问题描述
我有一个数据框,其中几列可能具有相同的名称。在这个小例子中,列 A和 G都出现两次:
I have a data frame where several columns may have the same name. In this small example, both column "A" and "G" occur twice:
A C G A G T
1 1 NA NA NA 1 NA
2 1 NA 5 3 1 NA
3 NA 1 NA NA NA 1
4 NA NA 1 2 NA NA
5 NA NA 1 1 NA NA
6 NA 1 NA NA NA 1
7 NA 1 NA NA NA 1
我希望创建一个数据集,每个列名称的 one 列。对于每一行,应将各个列的值替换为每个列名称中的值的总和( sum(...,na.rm = TRUE)
)。例如,在第二行中,两个单独的 A值( 1
和 3
)应替换为 4
。我事先不知道哪个列名会出现几次。
I wish to create a data set with one column per column name. For each row, the individual column values should be replaced with the sum (sum(..., na.rm = TRUE)
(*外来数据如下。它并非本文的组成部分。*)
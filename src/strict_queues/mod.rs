//! Third-party strict FIFO queues behind the same [`SharedQueue`](crate::SharedQueue) interface,
//! used as baselines when benchmarking [`ConcurrentQueue`](crate::ConcurrentQueue).

pub mod concurrent_queue;
pub mod crossbeam_queue;
pub mod lockfree_queue;
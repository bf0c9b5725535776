use concurrent_queue::ConcurrentQueue;

use crate::{Handle, SharedQueue};

/// Handle over `concurrent_queue::ConcurrentQueue`, which may be bounded or unbounded.
pub struct ConcurrentQueueHandle<'q, T> {
    queue: &'q ConcurrentQueue<T>,
}

impl<T> Handle<T> for ConcurrentQueueHandle<'_, T> {
    fn enqueue(&mut self, item: T) -> Result<(), T> {
        self.queue.push(item).map_err(|err| err.into_inner())
    }

    fn dequeue(&mut self) -> Option<T> {
        self.queue.pop().ok()
    }
}

impl<T> SharedQueue<T> for ConcurrentQueue<T> {
    fn register(&self) -> impl Handle<T> {
        ConcurrentQueueHandle { queue: self }
    }
}
use anyhow::Result;
use clap::{Parser, Subcommand};
use std::path::PathBuf;
use tracing_subscriber::EnvFilter;

mod commands;

#[derive(Parser)]
#[command(name = "patina")]
#[command(about = "Patina CLI - proximity-weighted vibe aggregation", long_about = None)]
struct Cli {
    /// Read configuration from this file instead of the default location
    #[arg(long, global = true)]
    config: Option<PathBuf>,

    #[command(subcommand)]
    command: Commands,
}

#[derive(Subcommand)]
enum Commands {
    /// Extract the vibe of a single piece of content
    Extract {
        /// Image URL, link, data URI or free text
        content: String,
    },
    /// Place items on a canvas and print the composite vibe
    Blend {
        /// Item as "x,y,content"; repeat for more items
        #[arg(long = "item", required = true)]
        items: Vec<String>,
        /// JSON object mapping content to a precomputed contribution;
        /// skips the remote extractor
        #[arg(long)]
        contributions: Option<PathBuf>,
    },
    /// Inspect or create the configuration file
    Config {
        #[command(subcommand)]
        action: ConfigAction,
    },
}

#[derive(Subcommand)]
enum ConfigAction {
    /// Print the effective configuration
    Show,
    /// Write the default configuration file
    Init {
        /// Overwrite an existing file
        #[arg(long)]
        force: bool,
    },
}

#[tokio::main]
async fn main() -> Result<()> {
    tracing_subscriber::fmt()
        .with_env_filter(
            EnvFilter::try_from_default_env().unwrap_or_else(|_| EnvFilter::new("info")),
        )
        .with_writer(std::io::stderr)
        .init();

    let cli = Cli::parse();
    let config_service = commands::utils::config_service(cli.config)?;

    match cli.command {
        Commands::Extract { content } => commands::extract::run(&config_service, &content).await?,
        Commands::Blend {
            items,
            contributions,
        } => commands::blend::run(&config_service, &items, contributions.as_deref()).await?,
        Commands::Config { action } => match action {
            ConfigAction::Show => commands::config::show(&config_service)?,
            ConfigAction::Init { force } => commands::config::init(&config_service, force)?,
        },
    }

    Ok(())
}
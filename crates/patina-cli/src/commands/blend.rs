use anyhow::{Context, Result, bail};
use async_trait::async_trait;
use patina_application::VibeEngine;
use patina_core::extraction::{ExtractionRequest, VibeExtractor};
use patina_core::proximity::{centroid, items_near_point};
use patina_core::state::VibeEvent;
use patina_core::vibe::VibeContribution;
use patina_core::{PatinaError, Result as PatinaResult};
use patina_infrastructure::ConfigService;
use patina_interaction::ClaudeVibeExtractor;
use serde_json::json;
use std::collections::HashMap;
use std::fs;
use std::path::Path;
use std::sync::Arc;

use super::utils::parse_item;

/// Answers from a prepared content-to-contribution map.
struct PrecomputedExtractor {
    by_content: HashMap<String, VibeContribution>,
}

#[async_trait]
impl VibeExtractor for PrecomputedExtractor {
    async fn extract(&self, request: &ExtractionRequest) -> PatinaResult<VibeContribution> {
        self.by_content
            .get(&request.content)
            .cloned()
            .ok_or_else(|| {
                PatinaError::extraction(format!("No precomputed vibe for {:?}", request.content))
            })
    }
}

fn load_precomputed(path: &Path) -> Result<PrecomputedExtractor> {
    let raw = fs::read_to_string(path)
        .with_context(|| format!("Failed to read {}", path.display()))?;
    let by_content: HashMap<String, VibeContribution> = serde_json::from_str(&raw)
        .with_context(|| format!("Failed to parse {}", path.display()))?;
    Ok(PrecomputedExtractor { by_content })
}

pub async fn run(
    config_service: &ConfigService,
    raw_items: &[String],
    contributions: Option<&Path>,
) -> Result<()> {
    let config = config_service.get_config()?;

    let extractor: Arc<dyn VibeExtractor> = match contributions {
        Some(path) => Arc::new(load_precomputed(path)?),
        None => Arc::new(ClaudeVibeExtractor::from_config(&config.extractor)?),
    };
    let engine = VibeEngine::new(extractor, &config.aggregation);

    for raw in raw_items {
        let item = parse_item(raw)?;
        tracing::debug!(id = %item.id, kind = %item.kind, "Placing item");
        engine.apply(VibeEvent::ItemAdded(item)).await;
    }
    engine.settle().await;

    let Some(composite) = engine.composite().await else {
        bail!("No item produced a vibe; nothing to blend");
    };

    let state = engine.snapshot().await;
    let contributing: Vec<_> = state
        .canvas()
        .visible_items()
        .iter()
        .filter(|item| state.contribution(&item.id).is_some())
        .collect();
    let center = centroid(contributing.iter().map(|item| item.position));
    let near: Vec<_> = items_near_point(
        contributing.iter().copied(),
        center,
        config.aggregation.near_radius,
        config.aggregation.epsilon,
    )
    .into_iter()
    .map(|p| {
        json!({
            "id": p.item.id,
            "kind": p.item.kind,
            "content": p.item.content,
            "distance": p.distance,
            "weight": p.weight,
        })
    })
    .collect();

    let output = json!({
        "composite": composite,
        "centroid": center,
        "near_centroid": near,
    });
    println!("{}", serde_json::to_string_pretty(&output)?);
    Ok(())
}
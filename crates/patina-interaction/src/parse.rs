//! Turning a model reply into a validated contribution.

use once_cell::sync::Lazy;
use patina_core::vibe::VibeContribution;
use patina_core::{PatinaError, Result};
use regex::Regex;

/// Outermost brace pair, across lines.
static JSON_OBJECT: Lazy<Regex> =
    Lazy::new(|| Regex::new(r"(?s)\{.*\}").expect("JSON object pattern is valid"));

/// Pulls the first-to-last brace span out of `reply`.
///
/// Models often wrap their answer in markdown fences or a sentence of prose;
/// everything outside the braces is ignored.
pub fn extract_json_object(reply: &str) -> Option<&str> {
    JSON_OBJECT.find(reply).map(|m| m.as_str())
}

/// Parses a model reply into a [`VibeContribution`] and validates it.
pub fn parse_contribution(reply: &str) -> Result<VibeContribution> {
    let json = extract_json_object(reply)
        .ok_or_else(|| PatinaError::extraction("No JSON object found in model reply"))?;

    let contribution: VibeContribution = serde_json::from_str(json).map_err(|err| {
        PatinaError::extraction(format!("Model reply is not a vibe contribution: {err}"))
    })?;

    contribution.validate()?;
    Ok(contribution)
}

#[cfg(test)]
mod tests {
    use super::*;

    const REPLY: &str = r##"{
  "colors": ["#1b1b2f", "#e43f5a", "#f9f7f7"],
  "mood_tags": ["nocturnal", "tense", "electric"],
  "aesthetic_tags": ["neo-noir", "cinematic", "neon"],
  "warmth": 0.35,
  "contrast": 0.85,
  "saturation": 0.7,
  "texture": "wet asphalt sheen",
  "css_filters": {
    "brightness": 0.9,
    "contrast": 1.3,
    "saturate": 1.2,
    "hue-rotate": "-10deg",
    "sepia": 0.0
  },
  "sonic_mood": "slow synth bass, 80bpm, analog pads"
}"##;

    #[test]
    fn test_parses_plain_reply() {
        let vibe = parse_contribution(REPLY).unwrap();
        assert_eq!(vibe.colors.len(), 3);
        assert_eq!(vibe.mood_tags[0], "nocturnal");
        assert_eq!(vibe.css_filters.hue_rotate, "-10deg");
        assert_eq!(vibe.sonic_mood.as_deref(), Some("slow synth bass, 80bpm, analog pads"));
    }

    #[test]
    fn test_parses_fenced_and_wrapped_reply() {
        let fenced = format!("```json\n{REPLY}\n```");
        assert!(parse_contribution(&fenced).is_ok());

        let wrapped = format!("Here is the vibe you asked for:\n{REPLY}\nLet me know!");
        assert_eq!(parse_contribution(&wrapped).unwrap().texture, "wet asphalt sheen");
    }

    #[test]
    fn test_missing_json_is_an_extraction_error() {
        let err = parse_contribution("I cannot see the image.").unwrap_err();
        assert!(err.is_extraction());
        assert!(!err.is_retryable());
    }

    #[test]
    fn test_wrong_shape_is_an_extraction_error() {
        let err = parse_contribution(r#"{"colors": "red"}"#).unwrap_err();
        assert!(err.is_extraction());
    }

    #[test]
    fn test_out_of_range_values_are_rejected() {
        let hot = REPLY.replace("\"warmth\": 0.35", "\"warmth\": 1.4");
        let err = parse_contribution(&hot).unwrap_err();
        assert!(err.is_invalid_contribution());
    }

    #[test]
    fn test_optional_fields_default() {
        let minimal = r##"{
            "colors": ["#000000"],
            "warmth": 0.5,
            "contrast": 0.5,
            "saturation": 0.5,
            "css_filters": {"brightness": 1, "contrast": 1, "saturate": 1, "sepia": 0}
        }"##;
        let vibe = parse_contribution(minimal).unwrap();
        assert!(vibe.mood_tags.is_empty());
        assert!(vibe.texture.is_empty());
        assert_eq!(vibe.css_filters.hue_rotate, "0deg");
        assert!(vibe.sonic_mood.is_none());
    }
}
) of the values within each column name. For example, in row two, the two individual "A" values (1
and 3
) should be replaced with 4
. I don't know in advance which column names that occur several times.
那么预期的输出将是:
# A C G T
# 1 1 0 1 0
# 2 4 0 6 0
# 3 0 1 0 1
# 4 2 0 1 0
# 5 1 0 1 0
# 6 0 1 0 1
# 7 0 1 0 1
所以我想我可以做类似的事情:
So I guess I could do something like:
noms = colnames(dat)
for(x in noms[duplicated(noms)]) {
dat[ , x] = rowSums(dat[ , x == noms], na.rm = TRUE)
}
dat = dat[,!duplicated(noms)]
但这有点笨重for循环注定是邪恶的。有什么方法可以更简单地做到这一点?
But this is a bit clunky and for loops are meant to be evil. Is there any way to do this more simply?
推荐答案
我们可以转换 dat
,计算每组行总数
(原始 dat $ c $的
姓氏
c>),然后将结果转回原始结构。
We can transpose dat
, calculate rowsum
per group (colnames
of the original dat
), then transpose the result back to original structure.
t(rowsum(t(dat), group = colnames(dat), na.rm = T))
# A C G T
#1 1 0 1 0
#2 4 0 6 0
#3 0 1 0 1
#4 2 0 1 0
#5 1 0 1 0
#6 0 1 0 1
#7 0 1 0 1
这篇关于按行分组的值按具有相同名称的列分组的文章就介绍到这了,希望我们推荐的答案对大家有所帮助,也希望大家多多支持!